Susan Fletcher – Corrag
Length: 367 pages
Genre: Historical Fiction
Started: 28 October 2010
Finished: 31 October 2010
Where did it come from? LibraryThing’s Early Reviewers.
Why do I have it? I heard the words “Scottish Highlands” and “witch trials” and I was sold.
How long has it been on my TBR pile? Since 17 September 2010.
but not a witch, no matter
what anyone says.
Summary: In the cold winter of 1692, a young woman named Corrag is put in prison on charges of witchcraft. She is one of the sole survivors of the massacre at Glencoe, in which soldiers of the Protestant King William killed many of the men, women, and children of the MacDonald clan in the Scottish Highlands. Corrag is visited in prison by Charles Leslie, an Irish priest and Jacobite who is determined to hear the truth of the massacre. But before she will tell him of the murders, she first tells him the story of her life, marked as it is by loneliness, wonder, and the haunting trouble that comes with the word “witch”.
Review: I’ve got this book listed as “historical fiction”, but filing it under “poetry” wouldn’t be too far wrong. It’s got some of the most magical, lyrical prose I’ve read in a long time, with a strong voice ringing crystal clear throughout. And the thing is: it’s not Fletcher’s voice. It’s Corrag’s. Corrag speaks in a rhythm like no one else, a rhythm like poetry, and while it took me a while to get used to it, once I did, it completely carried me away in the story. Mr. Leslie remarks in one of his letters to his wife (which, by the way, are written in a voice no less authentic yet completely different) that he might have called her way of speaking witchcraft, so well did it enchant the listener, and I certainly agree. Corrag’s voice is uniquely magical, and what’s more, her way of speaking lets us know the character in a way that’s above and beyond what her words are saying. That’s a fine accomplishment for an author.
I had never liked ‘witch’, and still don’t. But if ever I deserved the name at all, it was then, I reckon. It was having my hair fly in the wind as I stood on the tops, and how I crawled through the woods where the mushrooms grew.

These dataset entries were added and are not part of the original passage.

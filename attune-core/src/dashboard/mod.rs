//! Dashboard read model
//!
//! After an event is processed the orchestrator builds a [`DashboardView`]
//! and hands it to the configured [`DashboardProjector`].

mod projector;
mod types;

pub use projector::{DashboardProjector, InMemoryProjector};
pub use types::*;
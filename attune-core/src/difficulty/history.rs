//! Bounded, time-ordered performance history

use std::collections::VecDeque;

use chrono::{DateTime, Utc};
use serde::{Deserialize, Serialize};

use super::policy::DifficultyTier;

/// One scored attempt. Immutable once appended.
#[derive(Debug, Clone, PartialEq, Serialize, Deserialize)]
pub struct PerformanceRecord {
    pub difficulty: DifficultyTier,
    /// Fraction correct in `[0, 1]`.
    pub accuracy: f64,
    pub completion_time_sec: f64,
    pub hints_used: u32,
    pub timestamp: DateTime<Utc>,
}

impl PerformanceRecord {
    pub fn new(difficulty: DifficultyTier, accuracy: f64) -> Self {
        Self {
            difficulty,
            accuracy: accuracy.clamp(0.0, 1.0),
            completion_time_sec: 0.0,
            hints_used: 0,
            timestamp: Utc::now(),
        }
    }

    #[must_use]
    pub fn with_completion_time(mut self, seconds: f64) -> Self {
        self.completion_time_sec = seconds.max(0.0);
        self
    }

    #[must_use]
    pub fn with_hints(mut self, hints_used: u32) -> Self {
        self.hints_used = hints_used;
        self
    }

    #[must_use]
    pub fn at(mut self, timestamp: DateTime<Utc>) -> Self {
        self.timestamp = timestamp;
        self
    }
}

/// Fixed-capacity FIFO of performance records, oldest first.
#[derive(Debug, Clone, PartialEq, Serialize, Deserialize)]
pub struct RollingHistory {
    capacity: usize,
    records: VecDeque<PerformanceRecord>,
}

impl RollingHistory {
    /// Create an empty history. A capacity of zero is treated as one.
    pub fn new(capacity: usize) -> Self {
        let capacity = capacity.max(1);
        Self {
            capacity,
            records: VecDeque::with_capacity(capacity),
        }
    }

    /// Append a record, keeping timestamp order. Returns the evicted record
    /// when the history was already full.
    pub fn push(&mut self, record: PerformanceRecord) -> Option<PerformanceRecord> {
        // Records normally arrive in order; late arrivals slot in behind newer ones.
        let position = self
            .records
            .iter()
            .rposition(|r| r.timestamp <= record.timestamp)
            .map_or(0, |i| i + 1);
        self.records.insert(position, record);

        if self.records.len() > self.capacity {
            self.records.pop_front()
        } else {
            None
        }
    }

    pub fn len(&self) -> usize {
        self.records.len()
    }

    pub fn is_empty(&self) -> bool {
        self.records.is_empty()
    }

    pub fn capacity(&self) -> usize {
        self.capacity
    }

    pub fn clear(&mut self) {
        self.records.clear();
    }

    pub fn iter(&self) -> impl DoubleEndedIterator<Item = &PerformanceRecord> + ExactSizeIterator {
        self.records.iter()
    }

    pub fn latest(&self) -> Option<&PerformanceRecord> {
        self.records.back()
    }

    /// Accuracies in timestamp order.
    pub fn accuracies(&self) -> Vec<f64> {
        self.records.iter().map(|r| r.accuracy).collect()
    }
}

#[cfg(test)]
mod tests {
    use super::*;
    use chrono::Duration;

    fn record_at(accuracy: f64, minutes: i64) -> PerformanceRecord {
        let base = DateTime::parse_from_rfc3339("2026-01-01T00:00:00Z")
            .unwrap()
            .with_timezone(&Utc);
        PerformanceRecord::new(DifficultyTier::Medium, accuracy).at(base + Duration::minutes(minutes))
    }

    #[test]
    fn never_exceeds_capacity() {
        let mut history = RollingHistory::new(10);
        for i in 0..25 {
            history.push(record_at(0.5, i));
            assert!(history.len() <= 10);
        }
        assert_eq!(history.len(), 10);
    }

    #[test]
    fn eleventh_record_evicts_exactly_the_oldest() {
        let mut history = RollingHistory::new(10);
        for i in 0..10 {
            assert!(history.push(record_at(i as f64 / 10.0, i)).is_none());
        }

        let evicted = history.push(record_at(0.99, 10)).unwrap();
        assert_eq!(evicted.accuracy, 0.0);
        assert_eq!(history.len(), 10);
        assert_eq!(history.iter().next().unwrap().accuracy, 0.1);
        assert_eq!(history.latest().unwrap().accuracy, 0.99);
    }

    #[test]
    fn late_record_is_kept_in_timestamp_order() {
        let mut history = RollingHistory::new(10);
        history.push(record_at(0.1, 0));
        history.push(record_at(0.3, 20));
        history.push(record_at(0.2, 10));
        assert_eq!(history.accuracies(), vec![0.1, 0.2, 0.3]);
    }

    #[test]
    fn accuracy_is_clamped_on_construction() {
        assert_eq!(PerformanceRecord::new(DifficultyTier::Easy, 1.7).accuracy, 1.0);
        assert_eq!(PerformanceRecord::new(DifficultyTier::Easy, -0.2).accuracy, 0.0);
    }

    #[test]
    fn zero_capacity_holds_one_record() {
        let mut history = RollingHistory::new(0);
        history.push(record_at(0.4, 0));
        history.push(record_at(0.6, 1));
        assert_eq!(history.capacity(), 1);
        assert_eq!(history.accuracies(), vec![0.6]);
    }
}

It was cloud-watching and stag-seeing, and spending long hours – full afternoons – by the waterfall that I’d bathed in, watching the autumn leaves fall down and make their way seaward. They bobbed and swirled. I said ‘magick’, one day. In the gully that led to my valley, I stopped. The wind was in the birches, and it felt they were speaking. If they were speaking, it was ‘magick’ they said. Magick. Here.
I enjoyed the prose so much that I didn’t even mind that it didn’t have so much of a story to tell. Corrag’s life story is pretty simple when it’s boiled down to its bare elements, and on its own, it doesn’t seem like it should be enough to fill 350 pages, even when interspersed with Mr. Leslie’s letters. But Corrag weaves it though with enough evocative detail and philiosophical musings that it wasn’t until I’d finished the book that I stopped and said “wait, that’s all that happened?” Perhaps I can’t help subconsciously comparing it to the touchstone of Scottish Highland novels, the Outlander series, in which every possible thing that could potentially happen to a person has happened at least once, thus leaving Corrag feeling a little spare in contrast? But regardless, while I was absorbed in the book, I was thoroughly lost to the outside world, and I will certainly be looking for more from Susan Fletcher. 4 out of 5 stars.

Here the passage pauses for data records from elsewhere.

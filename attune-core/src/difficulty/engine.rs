//! Per-key adaptive difficulty state
//!
//! Each `(user, activity)` pair has its own lock, so updates to one pair are
//! linearizable while different pairs never wait on each other.

use std::sync::Arc;

use serde::{Deserialize, Serialize};
use tokio::sync::Mutex;
use tracing::{debug, info};

use super::history::{PerformanceRecord, RollingHistory};
use super::policy::{DifficultyTier, HistoryStats, predict_score, recommend_difficulty};
use crate::config::DifficultyConfig;
use crate::keyed::KeyedSlots;

/// Identifies one rolling history.
#[derive(Debug, Clone, PartialEq, Eq, Hash, Serialize, Deserialize)]
pub struct DifficultyKey {
    pub user_id: String,
    pub activity_id: String,
}

impl DifficultyKey {
    pub fn new(user_id: impl Into<String>, activity_id: impl Into<String>) -> Self {
        Self {
            user_id: user_id.into(),
            activity_id: activity_id.into(),
        }
    }
}

/// Outcome of appending one record.
#[derive(Debug, Clone, PartialEq, Serialize, Deserialize)]
pub struct DifficultyDecision {
    pub previous_tier: DifficultyTier,
    pub tier: DifficultyTier,
    pub changed: bool,
    pub history_len: usize,
    pub evicted: bool,
    #[serde(skip_serializing_if = "Option::is_none")]
    pub average_accuracy: Option<f64>,
    #[serde(skip_serializing_if = "Option::is_none")]
    pub trend: Option<f64>,
    #[serde(skip_serializing_if = "Option::is_none")]
    pub predicted_score: Option<f64>,
}

#[derive(Debug)]
struct KeyState {
    history: RollingHistory,
    tier: DifficultyTier,
}

impl KeyState {
    fn new(capacity: usize) -> Self {
        Self {
            history: RollingHistory::new(capacity),
            tier: DifficultyTier::Medium,
        }
    }
}

/// Adaptive difficulty engine.
pub struct AdaptiveDifficultyEngine {
    config: DifficultyConfig,
    states: KeyedSlots<DifficultyKey, KeyState>,
}

impl AdaptiveDifficultyEngine {
    pub fn new(config: DifficultyConfig) -> Self {
        Self {
            config,
            states: KeyedSlots::new(),
        }
    }

    pub fn config(&self) -> &DifficultyConfig {
        &self.config
    }

    async fn slot(&self, key: &DifficultyKey) -> Arc<Mutex<KeyState>> {
        let capacity = self.config.window_capacity;
        self.states
            .get_or_insert_with(key, || KeyState::new(capacity))
            .await
    }

    async fn existing(&self, key: &DifficultyKey) -> Option<Arc<Mutex<KeyState>>> {
        self.states.get(key).await
    }

    /// Append a record and recompute the key's tier.
    pub async fn update(
        &self,
        user_id: &str,
        activity_id: &str,
        record: PerformanceRecord,
    ) -> DifficultyDecision {
        let key = DifficultyKey::new(user_id, activity_id);
        let slot = self.slot(&key).await;
        let mut guard = slot.lock().await;
        let state = &mut *guard;

        let evicted = state.history.push(record).is_some();
        let previous_tier = state.tier;
        state.tier = recommend_difficulty(previous_tier, &state.history, &self.config);

        let stats = HistoryStats::compute(&state.history, &self.config);
        let decision = DifficultyDecision {
            previous_tier,
            tier: state.tier,
            changed: previous_tier != state.tier,
            history_len: state.history.len(),
            evicted,
            average_accuracy: stats.map(|s| s.average_accuracy),
            trend: stats.map(|s| s.trend),
            predicted_score: predict_score(&state.history, &self.config),
        };

        if decision.changed {
            info!(
                user_id,
                activity_id,
                from = %previous_tier,
                to = %decision.tier,
                "Difficulty tier changed"
            );
        } else {
            debug!(user_id, activity_id, tier = %decision.tier, len = decision.history_len, "Difficulty unchanged");
        }

        decision
    }

    /// Current tier for a key. MEDIUM for unknown keys.
    pub async fn recommend_difficulty(&self, user_id: &str, activity_id: &str) -> DifficultyTier {
        match self.existing(&DifficultyKey::new(user_id, activity_id)).await {
            Some(slot) => slot.lock().await.tier,
            None => DifficultyTier::Medium,
        }
    }

    /// Projected score in `[0, 100]`, or `None` with fewer than `min_records` records.
    pub async fn predict_score(&self, user_id: &str, activity_id: &str) -> Option<f64> {
        let slot = self.existing(&DifficultyKey::new(user_id, activity_id)).await?;
        let state = slot.lock().await;
        predict_score(&state.history, &self.config)
    }

    /// Copy of a key's history.
    pub async fn history(&self, user_id: &str, activity_id: &str) -> Option<RollingHistory> {
        let slot = self.existing(&DifficultyKey::new(user_id, activity_id)).await?;
        let state = slot.lock().await;
        Some(state.history.clone())
    }

    /// Drop a key's history and return its tier to MEDIUM.
    ///
    /// The slot is cleared in place so that an update racing with the reset
    /// lands either entirely before or entirely after it.
    pub async fn reset(&self, user_id: &str, activity_id: &str) -> bool {
        let Some(slot) = self.existing(&DifficultyKey::new(user_id, activity_id)).await else {
            return false;
        };
        let mut state = slot.lock().await;
        state.history.clear();
        state.tier = DifficultyTier::Medium;
        info!(user_id, activity_id, "Difficulty history reset");
        true
    }

    /// Number of keys seen so far.
    pub async fn key_count(&self) -> usize {
        self.states.len().await
    }
}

Recommendation: While Corrag similar in setting and politics to the Outlander books, it’s wildly different in tone… but I think that most people who like the one will appreciate the other. Also good for folks who like books about witch trials, Scottish history, or historical fiction from a unique perspective.
First Line: Edinburgh, 18 February 1692. Jane, I can’t think of a winter that has been this cruel, or has asked so much of me.
Vocab: (see the whole list)
- p. 195: “There were bannocks and barley-cakes and cheese and atholl brose.” – a Scottish drink obtained by mixing oatmeal brose, honey, whisky, and sometimes cream.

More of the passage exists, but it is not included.